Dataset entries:
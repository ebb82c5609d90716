//! Validated sky location of a source.

use serde::{Deserialize, Serialize};
use std::f64::consts::FRAC_PI_2;

use super::sidereal::wrap_two_pi;
use crate::error::GeometryError;

/// Sky location and polarization angle of an incoming wave.
///
/// Immutable for the duration of one likelihood evaluation.
#[derive(Debug, Clone, Copy, PartialEq, Serialize, Deserialize)]
pub struct SkyLocation {
    /// Right ascension in radians, [0, 2π)
    pub ra: f64,
    /// Declination in radians, [-π/2, π/2]
    pub dec: f64,
    /// Polarization angle in radians
    pub psi: f64,
}

impl SkyLocation {
    /// Create a sky location, wrapping `ra` into [0, 2π).
    ///
    /// # Errors
    /// * `GeometryError::NonFinite` - any angle is NaN or infinite
    /// * `GeometryError::DeclinationOutOfRange` - `dec` outside [-π/2, π/2]
    pub fn new(ra: f64, dec: f64, psi: f64) -> Result<Self, GeometryError> {
        validate_coordinates(ra, dec)?;
        check_finite("psi", psi)?;
        Ok(Self {
            ra: wrap_two_pi(ra),
            dec,
            psi,
        })
    }
}

pub(crate) fn check_finite(name: &'static str, value: f64) -> Result<(), GeometryError> {
    if value.is_finite() {
        Ok(())
    } else {
        Err(GeometryError::NonFinite { name, value })
    }
}

pub(crate) fn validate_coordinates(ra: f64, dec: f64) -> Result<(), GeometryError> {
    check_finite("ra", ra)?;
    check_finite("dec", dec)?;
    if !(-FRAC_PI_2..=FRAC_PI_2).contains(&dec) {
        return Err(GeometryError::DeclinationOutOfRange(dec));
    }
    Ok(())
}
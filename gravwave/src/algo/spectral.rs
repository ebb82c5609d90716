//! One-sided Fourier transforms with frequency-axis bookkeeping.
//!
//! Normalisation: the forward transform is the unnormalised DFT divided by the
//! sampling frequency, so `X(f)` approximates the continuous Fourier transform
//! and carries units of strain/Hz.

use rustfft::num_complex::Complex64;
use rustfft::FftPlanner;

use crate::error::SpectralError;
use crate::series::{FrequencyAxis, FrequencySeries};

fn check_sampling_frequency(sampling_frequency: f64) -> Result<(), SpectralError> {
    if sampling_frequency.is_finite() && sampling_frequency > 0.0 {
        Ok(())
    } else {
        Err(SpectralError::InvalidSamplingFrequency(sampling_frequency))
    }
}

/// One-sided DFT of a real time series.
///
/// # Arguments
/// * `series` - Real samples, evenly spaced
/// * `sampling_frequency` - Sampling frequency in Hz
///
/// # Returns
/// `⌊N/2⌋ + 1` bins scaled by `1/fs` on the axis f0 = 0, Δf = fs/N
///
/// # Errors
/// * `SpectralError::EmptySeries` - `series` is empty
/// * `SpectralError::InvalidSamplingFrequency` - `fs` not finite and positive
pub fn forward_transform(
    series: &[f64],
    sampling_frequency: f64,
) -> Result<FrequencySeries, SpectralError> {
    if series.is_empty() {
        return Err(SpectralError::EmptySeries);
    }
    check_sampling_frequency(sampling_frequency)?;

    let n = series.len();
    let mut planner = FftPlanner::<f64>::new();
    let fft = planner.plan_fft_forward(n);

    let mut buffer: Vec<Complex64> = series.iter().map(|&x| Complex64::new(x, 0.0)).collect();
    fft.process(&mut buffer);

    let scale = 1.0 / sampling_frequency;
    let values: Vec<Complex64> = buffer[..n / 2 + 1].iter().map(|c| *c * scale).collect();

    let axis = FrequencyAxis::new(0.0, sampling_frequency / n as f64, values.len())?;
    FrequencySeries::new(axis, values)
}

/// Inverse of [`forward_transform`].
///
/// The negative-frequency half is rebuilt by Hermitian symmetry, so the
/// imaginary parts of the DC and (even `n_samples`) Nyquist bins are ignored.
///
/// # Errors
/// * `SpectralError::LengthMismatch` - `spectrum` does not have `⌊n_samples/2⌋ + 1` bins
pub fn inverse_transform(
    spectrum: &FrequencySeries,
    sampling_frequency: f64,
    n_samples: usize,
) -> Result<Vec<f64>, SpectralError> {
    if n_samples == 0 {
        return Err(SpectralError::EmptySeries);
    }
    check_sampling_frequency(sampling_frequency)?;
    let n_bins = n_samples / 2 + 1;
    if spectrum.len() != n_bins {
        return Err(SpectralError::LengthMismatch {
            frequencies: n_bins,
            values: spectrum.len(),
        });
    }

    let mut buffer = vec![Complex64::new(0.0, 0.0); n_samples];
    buffer[..n_bins].copy_from_slice(spectrum.values());
    for k in 1..n_samples - n_bins + 1 {
        buffer[n_samples - k] = buffer[k].conj();
    }

    let mut planner = FftPlanner::<f64>::new();
    let ifft = planner.plan_fft_inverse(n_samples);
    ifft.process(&mut buffer);

    let scale = sampling_frequency / n_samples as f64;
    Ok(buffer.into_iter().map(|c| c.re * scale).collect())
}

/// Amplitude spectral density of a one-sided frequency series, `2|x|√Δf`.
pub fn asd_from_freq_series(values: &[Complex64], df: f64) -> Vec<f64> {
    let root_df = df.sqrt();
    values.iter().map(|v| 2.0 * v.norm() * root_df).collect()
}

/// Power spectral density of a one-sided frequency series, the square of
/// [`asd_from_freq_series`].
pub fn psd_from_freq_series(values: &[Complex64], df: f64) -> Vec<f64> {
    asd_from_freq_series(values, df)
        .into_iter()
        .map(|a| a * a)
        .collect()
}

→ What to work on
Whatever appears in the data above should be set down again exactly.

→ Answer to the exercise
repository ebb82c5609d90716
//! Validated sky location of a source.

use serde::{Deserialize, Serialize};
use std::f64::consts::FRAC_PI_2;

use super::sidereal::wrap_two_pi;
use crate::error::GeometryError;

/// Sky location and polarization angle of an incoming wave.
///
/// Immutable for the duration of one likelihood evaluation.
#[derive(Debug, Clone, Copy, PartialEq, Serialize, Deserialize)]
pub struct SkyLocation {
    /// Right ascension in radians, [0, 2π)
    pub ra: f64,
    /// Declination in radians, [-π/2, π/2]
    pub dec: f64,
    /// Polarization angle in radians
    pub psi: f64,
}

impl SkyLocation {
    /// Create a sky location, wrapping `ra` into [0, 2π).
    ///
    /// # Errors
    /// * `GeometryError::NonFinite` - any angle is NaN or infinite
    /// * `GeometryError::DeclinationOutOfRange` - `dec` outside [-π/2, π/2]
    pub fn new(ra: f64, dec: f64, psi: f64) -> Result<Self, GeometryError> {
        validate_coordinates(ra, dec)?;
        check_finite("psi", psi)?;
        Ok(Self {
            ra: wrap_two_pi(ra),
            dec,
            psi,
        })
    }
}

pub(crate) fn check_finite(name: &'static str, value: f64) -> Result<(), GeometryError> {
    if value.is_finite() {
        Ok(())
    } else {
        Err(GeometryError::NonFinite { name, value })
    }
}

pub(crate) fn validate_coordinates(ra: f64, dec: f64) -> Result<(), GeometryError> {
    check_finite("ra", ra)?;
    check_finite("dec", dec)?;
    if !(-FRAC_PI_2..=FRAC_PI_2).contains(&dec) {
        return Err(GeometryError::DeclinationOutOfRange(dec));
    }
    Ok(())
}
filename gravwave/src/algo/spectral.rs
repository ebb82c5609d90716
//! One-sided Fourier transforms with frequency-axis bookkeeping.
//!
//! Normalisation: the forward transform is the unnormalised DFT divided by the
//! sampling frequency, so `X(f)` approximates the continuous Fourier transform
//! and carries units of strain/Hz.

use rustfft::num_complex::Complex64;
use rustfft::FftPlanner;

use crate::error::SpectralError;
use crate::series::{FrequencyAxis, FrequencySeries};

fn check_sampling_frequency(sampling_frequency: f64) -> Result<(), SpectralError> {
    if sampling_frequency.is_finite() && sampling_frequency > 0.0 {
        Ok(())
    } else {
        Err(SpectralError::InvalidSamplingFrequency(sampling_frequency))
    }
}

/// One-sided DFT of a real time series.
///
/// # Arguments
/// * `series` - Real samples, evenly spaced
/// * `sampling_frequency` - Sampling frequency in Hz
///
/// # Returns
/// `⌊N/2⌋ + 1` bins scaled by `1/fs` on the axis f0 = 0, Δf = fs/N
///
/// # Errors
/// * `SpectralError::EmptySeries` - `series` is empty
/// * `SpectralError::InvalidSamplingFrequency` - `fs` not finite and positive
pub fn forward_transform(
    series: &[f64],
    sampling_frequency: f64,
) -> Result<FrequencySeries, SpectralError> {
    if series.is_empty() {
        return Err(SpectralError::EmptySeries);
    }
    check_sampling_frequency(sampling_frequency)?;

    let n = series.len();
    let mut planner = FftPlanner::<f64>::new();
    let fft = planner.plan_fft_forward(n);

    let mut buffer: Vec<Complex64> = series.iter().map(|&x| Complex64::new(x, 0.0)).collect();
    fft.process(&mut buffer);

    let scale = 1.0 / sampling_frequency;
    let values: Vec<Complex64> = buffer[..n / 2 + 1].iter().map(|c| *c * scale).collect();

    let axis = FrequencyAxis::new(0.0, sampling_frequency / n as f64, values.len())?;
    FrequencySeries::new(axis, values)
}

/// Inverse of [`forward_transform`].
///
/// The negative-frequency half is rebuilt by Hermitian symmetry, so the
/// imaginary parts of the DC and (even `n_samples`) Nyquist bins are ignored.
///
/// # Errors
/// * `SpectralError::LengthMismatch` - `spectrum` does not have `⌊n_samples/2⌋ + 1` bins
pub fn inverse_transform(
    spectrum: &FrequencySeries,
    sampling_frequency: f64,
    n_samples: usize,
) -> Result<Vec<f64>, SpectralError> {
    if n_samples == 0 {
        return Err(SpectralError::EmptySeries);
    }
    check_sampling_frequency(sampling_frequency)?;
    let n_bins = n_samples / 2 + 1;
    if spectrum.len() != n_bins {
        return Err(SpectralError::LengthMismatch {
            frequencies: n_bins,
            values: spectrum.len(),
        });
    }

    let mut buffer = vec![Complex64::new(0.0, 0.0); n_samples];
    buffer[..n_bins].copy_from_slice(spectrum.values());
    for k in 1..n_samples - n_bins + 1 {
        buffer[n_samples - k] = buffer[k].conj();
    }

    let mut planner = FftPlanner::<f64>::new();
    let ifft = planner.plan_fft_inverse(n_samples);
    ifft.process(&mut buffer);

    let scale = sampling_frequency / n_samples as f64;
    Ok(buffer.into_iter().map(|c| c.re * scale).collect())
}

/// Amplitude spectral density of a one-sided frequency series, `2|x|√Δf`.
pub fn asd_from_freq_series(values: &[Complex64], df: f64) -> Vec<f64> {
    let root_df = df.sqrt();
    values.iter().map(|v| 2.0 * v.norm() * root_df).collect()
}

/// Power spectral density of a one-sided frequency series, the square of
/// [`asd_from_freq_series`].
pub fn psd_from_freq_series(values: &[Complex64], df: f64) -> Vec<f64> {
    asd_from_freq_series(values, df)
        .into_iter()
        .map(|a| a * a)
        .collect()
}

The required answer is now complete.